Opinion Pieces

Employee Share Schemes

July 2, 2020

Tax & Revenue Committee to launch inquiry into Employee Share Schemes


There are around 3.4 million small and medium sized businesses in Australia employing around 7.7 million people.  These businesses are an integral part of the Australian economy, with their success and growth a key driver of the productivity gains that will benefit all Australians.

 

Australia has a long history of being home to some of the most innovative ideas in the world.  However, our record when it comes to commercialising these ideas is poor – with these ideas often lost to another country along with the associated revenue, job opportunities and broader economic spillovers. 

 

There are a range of factors that make up an effective business environment, one in which innovative ideas and entrepreneurial ambitions are nurtured and are translated into a commercial success. One clear factor is the ability of a business to help attract, retain and motivate skilled employees to help a business grow.

 

Employee share schemes are one means of achieving this.  They allow employees to take part in the success of the companies that they helped bring about.  Schemes like this align the incentives of workers and owners and encourage everyone to share in the risk and success of a new venture.  There is also substantive evidence that such schemes create workplace environments that people find more engaging. 

 

Such schemes have been keystone of some of the most successful and innovative companies in the world – Google, Apple, Microsoft and Amazon.  This may be why of America’s top 20 companies by capitalisation 19 of them were founded since 1975.  Compare this to Australia where, of the top 20 companies, the most recently founded was Woolworths – in 1924.

 

It is no coincidence that the few commercially successful technology companies Australia has produced like Palantir and Atlassian have ended up moving a lot of their operations to the US and listing there because the United States is the home of employee share schemes. 

 

Australia’s experience with such schemes has been chequered.  In the past, the tax and regulatory response by policy makers to integrity concerns has been to effectively remove any incentive to enter into these schemes.  This appears to have been another example of where we have actively decided to have 100 percent of nothing instead of ten percent of something. 

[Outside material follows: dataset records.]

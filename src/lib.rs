//! grid-route-planner core
//!
//! Single-warehouse delivery routing on an obstacle grid: all-pairs BFS
//! distances between points of interest, then simulated annealing over the
//! customer visiting order.

pub mod traits;
pub mod grid;
pub mod error;
pub mod pathfinder;
pub mod config;
pub mod annealing;
pub mod planner;
pub mod runner;
pub mod route;
//! services/turntable/src/adapters/local_storage.rs
//!
//! Implementations of the `KeyValueStore` port: a directory of JSON files for
//! normal runs, and an in-memory map for ephemeral sessions.

use std::collections::HashMap;
use std::fs;
use std::io::ErrorKind;
use std::path::{Path, PathBuf};
use std::sync::RwLock;

use tracing::debug;
use turntable_core::ports::{KeyValueStore, PortError, PortResult};

//=========================================================================================
// File Storage
//=========================================================================================

/// Stores each key as `<dir>/<key>.json`.
#[derive(Clone, Debug)]
pub struct FileStorage {
    dir: PathBuf,
}

impl FileStorage {
    /// Creates a store rooted at `dir`. The directory is created on first write.
    pub fn new(dir: impl Into<PathBuf>) -> Self {
        Self { dir: dir.into() }
    }

    fn path_for(&self, key: &str) -> PortResult<PathBuf> {
        let valid = !key.is_empty()
            && key
                .chars()
                .all(|c| c.is_ascii_alphanumeric() || c == '-' || c == '_');
        if !valid {
            return Err(PortError::Storage(format!("invalid storage key '{}'", key)));
        }
        Ok(self.dir.join(format!("{}.json", key)))
    }
}

fn storage_error(path: &Path, e: std::io::Error) -> PortError {
    PortError::Storage(format!("{}: {}", path.display(), e))
}

impl KeyValueStore for FileStorage {
    fn get_item(&self, key: &str) -> PortResult<Option<String>> {
        let path = self.path_for(key)?;
        match fs::read_to_string(&path) {
            Ok(contents) => Ok(Some(contents)),
            Err(e) if e.kind() == ErrorKind::NotFound => Ok(None),
            Err(e) => Err(storage_error(&path, e)),
        }
    }

    /// Replaces the file atomically via a temporary sibling and a rename.
    fn set_item(&self, key: &str, value: &str) -> PortResult<()> {
        let path = self.path_for(key)?;
        fs::create_dir_all(&self.dir).map_err(|e| storage_error(&self.dir, e))?;

        let tmp = path.with_extension("json.tmp");
        fs::write(&tmp, value).map_err(|e| storage_error(&tmp, e))?;
        fs::rename(&tmp, &path).map_err(|e| storage_error(&path, e))?;
        debug!(path = %path.display(), bytes = value.len(), "Wrote local storage item");
        Ok(())
    }

    fn remove_item(&self, key: &str) -> PortResult<()> {
        let path = self.path_for(key)?;
        match fs::remove_file(&path) {
            Ok(()) => Ok(()),
            Err(e) if e.kind() == ErrorKind::NotFound => Ok(()),
            Err(e) => Err(storage_error(&path, e)),
        }
    }
}

//=========================================================================================
// Memory Storage
//=========================================================================================

/// A process-local store; nothing survives the process.
#[derive(Debug, Default)]
pub struct MemoryStorage {
    items: RwLock<HashMap<String, String>>,
}

impl MemoryStorage {
    pub fn new() -> Self {
        Self::default()
    }
}

fn poisoned() -> PortError {
    PortError::Unexpected("memory storage lock poisoned".to_string())
}

impl KeyValueStore for MemoryStorage {
    fn get_item(&self, key: &str) -> PortResult<Option<String>> {
        let items = self.items.read().map_err(|_| poisoned())?;
        Ok(items.get(key).cloned())
    }

    fn set_item(&self, key: &str, value: &str) -> PortResult<()> {
        let mut items = self.items.write().map_err(|_| poisoned())?;
        items.insert(key.to_string(), value.to_string());
        Ok(())
    }

    fn remove_item(&self, key: &str) -> PortResult<()> {
        let mut items = self.items.write().map_err(|_| poisoned())?;
        items.remove(key);
        Ok(())
    }
}

#[cfg(test)]
mod tests {
    use super::*;
    use turntable_core::STORAGE_KEY;

    #[test]
    fn file_storage_round_trips_and_removes() {
        let dir = tempfile::tempdir().unwrap();
        let storage = FileStorage::new(dir.path().join("nested"));

        assert_eq!(storage.get_item(STORAGE_KEY).unwrap(), None);

        storage.set_item(STORAGE_KEY, r#"{"categories":[]}"#).unwrap();
        assert_eq!(
            storage.get_item(STORAGE_KEY).unwrap().as_deref(),
            Some(r#"{"categories":[]}"#)
        );
        assert!(dir.path().join("nested/learning-turntable.json").exists());

        storage.remove_item(STORAGE_KEY).unwrap();
        storage.remove_item(STORAGE_KEY).unwrap();
        assert_eq!(storage.get_item(STORAGE_KEY).unwrap(), None);
    }

    #[test]
    fn file_storage_rejects_path_like_keys() {
        let dir = tempfile::tempdir().unwrap();
        let storage = FileStorage::new(dir.path());
        assert!(matches!(
            storage.set_item("../escape", "x"),
            Err(PortError::Storage(_))
        ));
    }

    #[test]
    fn memory_storage_round_trips() {
        let storage = MemoryStorage::new();
        storage.set_item("k", "v").unwrap();
        assert_eq!(storage.get_item("k").unwrap(), Some("v".to_string()));
        storage.remove_item("k").unwrap();
        assert_eq!(storage.get_item("k").unwrap(), None);
    }
}
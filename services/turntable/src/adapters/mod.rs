pub mod local_storage;
pub mod supabase;

pub use local_storage::{FileStorage, MemoryStorage};
pub use supabase::SupabaseAdapter;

In 2015 the Government did respond with a suite of changes to the tax arrangements applying to employee share schemes.  In particular these changes sought to make it more attractive for start-ups to enter into such arrangements.

 

Five years on it is timely to review the effectiveness of these arrangements to ensure that Australia has the right settings in place.  Consistent with the Terms of Reference provided by the Treasurer, the House of Representative Committee on Tax and Revenue will consider not only the impact of the 2015 changes but also what other jurisdictions are doing differently to Australia in order to produce such radically better results. 

 

Lifting Australia’s productivity is critical to higher real wages, sustained economic growth, better workplaces and a raft of other positive externalities.  Getting out of the way of new ventures and allowing entrepreneurs to grow their companies by energising their teams is critical to that outcome.

 

Jason Falinski MP is the Chair of the House of Representatives Standing Committee on Tax and Revenue.